# Lumber info



## frlouis (Jan 6, 2011)

What do the letters "FAS" stand for in ads for lumber?:thumbdown:


----------



## TexasTimbers (Oct 17, 2006)

"Firsts and Seconds." 

It's a premium hardwood grade which is used mostly for furniture and generally free of defects, although some defects are allowed. I'll try to find you a link for a better description. 






.


----------



## reberly (Jan 9, 2011)

If I recall correctly, as a log is milled the first and second cuts off of a log were expected to have the least number of defects. Traditionally they were the first two cuts on each side of the log after the bark slab was removed. As a tree grows in a deep wood forest, it sheds it's lower branches since they no longer function effectively to provide enough light collection for the tree's lower leaves.
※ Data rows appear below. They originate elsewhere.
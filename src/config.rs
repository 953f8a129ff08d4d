use serde::Deserialize;
use std::collections::HashMap;
use std::fs;
use std::path::{Path, PathBuf};

use crate::error::{GovernorError, Result};
use crate::governor::{DEFAULT_PRIORITY, LimitOverrides, Provider};

/// Runtime configuration.
///
/// Only tuning knobs live here; providers and their default table are fixed
/// in code and the file can only adjust them.
#[derive(Debug, Clone, PartialEq)]
pub struct Config {
    pub log_level: Option<String>,
    pub default_priority: i32,
    pub providers: HashMap<Provider, LimitOverrides>,
}

/// On-disk shape; provider keys are validated after parsing.
#[derive(Debug, Deserialize)]
#[serde(default, deny_unknown_fields)]
struct ConfigFile {
    log_level: Option<String>,
    default_priority: i32,
    providers: HashMap<String, LimitOverrides>,
}

impl Default for ConfigFile {
    fn default() -> Self {
        Self {
            log_level: Some("info".to_string()),
            default_priority: DEFAULT_PRIORITY,
            providers: HashMap::new(),
        }
    }
}

impl Default for Config {
    fn default() -> Self {
        Self {
            log_level: Some("info".to_string()),
            default_priority: DEFAULT_PRIORITY,
            providers: HashMap::new(),
        }
    }
}

impl TryFrom<ConfigFile> for Config {
    type Error = GovernorError;

    fn try_from(file: ConfigFile) -> Result<Self> {
        let mut providers = HashMap::new();
        for (key, overrides) in file.providers {
            let provider: Provider = key.parse()?;
            overrides
                .validate()
                .map_err(|e| GovernorError::Config(format!("providers.{}: {}", key, e)))?;
            if providers.insert(provider, overrides).is_some() {
                return Err(GovernorError::Config(format!(
                    "provider {} configured more than once (via {})",
                    provider, key
                )));
            }
        }

        Ok(Self {
            log_level: file.log_level,
            default_priority: file.default_priority,
            providers,
        })
    }
}

impl Config {
    /// Load configuration with fallback chain
    pub fn load(config_path: Option<&PathBuf>) -> Result<Self> {
        // If explicit config path provided, it must load
        if let Some(path) = config_path {
            return Self::load_from_file(path);
        }

        // Try primary location: ~/.config/<project>/<project>.yml
        if let Some(config_dir) = dirs::config_dir() {
            let project_name = env!("CARGO_PKG_NAME");
            let primary_config =
                config_dir.join(project_name).join(format!("{}.yml", project_name));
            if primary_config.exists() {
                match Self::load_from_file(&primary_config) {
                    Ok(config) => return Ok(config),
                    Err(e) => {
                        log::warn!(
                            "Failed to load config from {}: {}",
                            primary_config.display(),
                            e
                        );
                    }
                }
            }
        }

        // Try fallback location: ./<project>.yml
        let project_name = env!("CARGO_PKG_NAME");
        let fallback_config = PathBuf::from(format!("{}.yml", project_name));
        if fallback_config.exists() {
            match Self::load_from_file(&fallback_config) {
                Ok(config) => return Ok(config),
                Err(e) => {
                    log::warn!("Failed to load config from {}: {}", fallback_config.display(), e);
                }
            }
        }

        // No config file found, use defaults
        log::info!("No config file found, using defaults");
        Ok(Self::default())
    }

    pub fn from_yaml(content: &str) -> Result<Self> {
        let file: ConfigFile = serde_yaml::from_str(content)?;
        Self::try_from(file)
    }

    fn load_from_file<P: AsRef<Path>>(path: P) -> Result<Self> {
        let content = fs::read_to_string(&path)?;
        let config = Self::from_yaml(&content)?;

        log::info!("Loaded config from: {}", path.as_ref().display());
        Ok(config)
    }
}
The tree grows over the lower branches yielding the lower logs with fewer outside defects or branches than the upper logs.
Rich


----------



## jim douglas (Feb 8, 2010)

Check this out. 
jim
http://www.appalachianfas.com/grades.htm


----------



## frlouis (Jan 6, 2011)

Jim
Thanks for the link to Appalachian woods. It provided good info.
Louis Caron:yes:


----------



## gus (Oct 31, 2010)

so what cut is "select"? or what does this refer to?


----------



## Daren (Oct 14, 2006)

Another link explaining grading.
The select grade is essentially the same grade lumber as the 1F grade, except for the minimum board size. Select grade lumber’s minimum board size after kiln-drying is 3-1/2" wide by 6’ long.







.


----------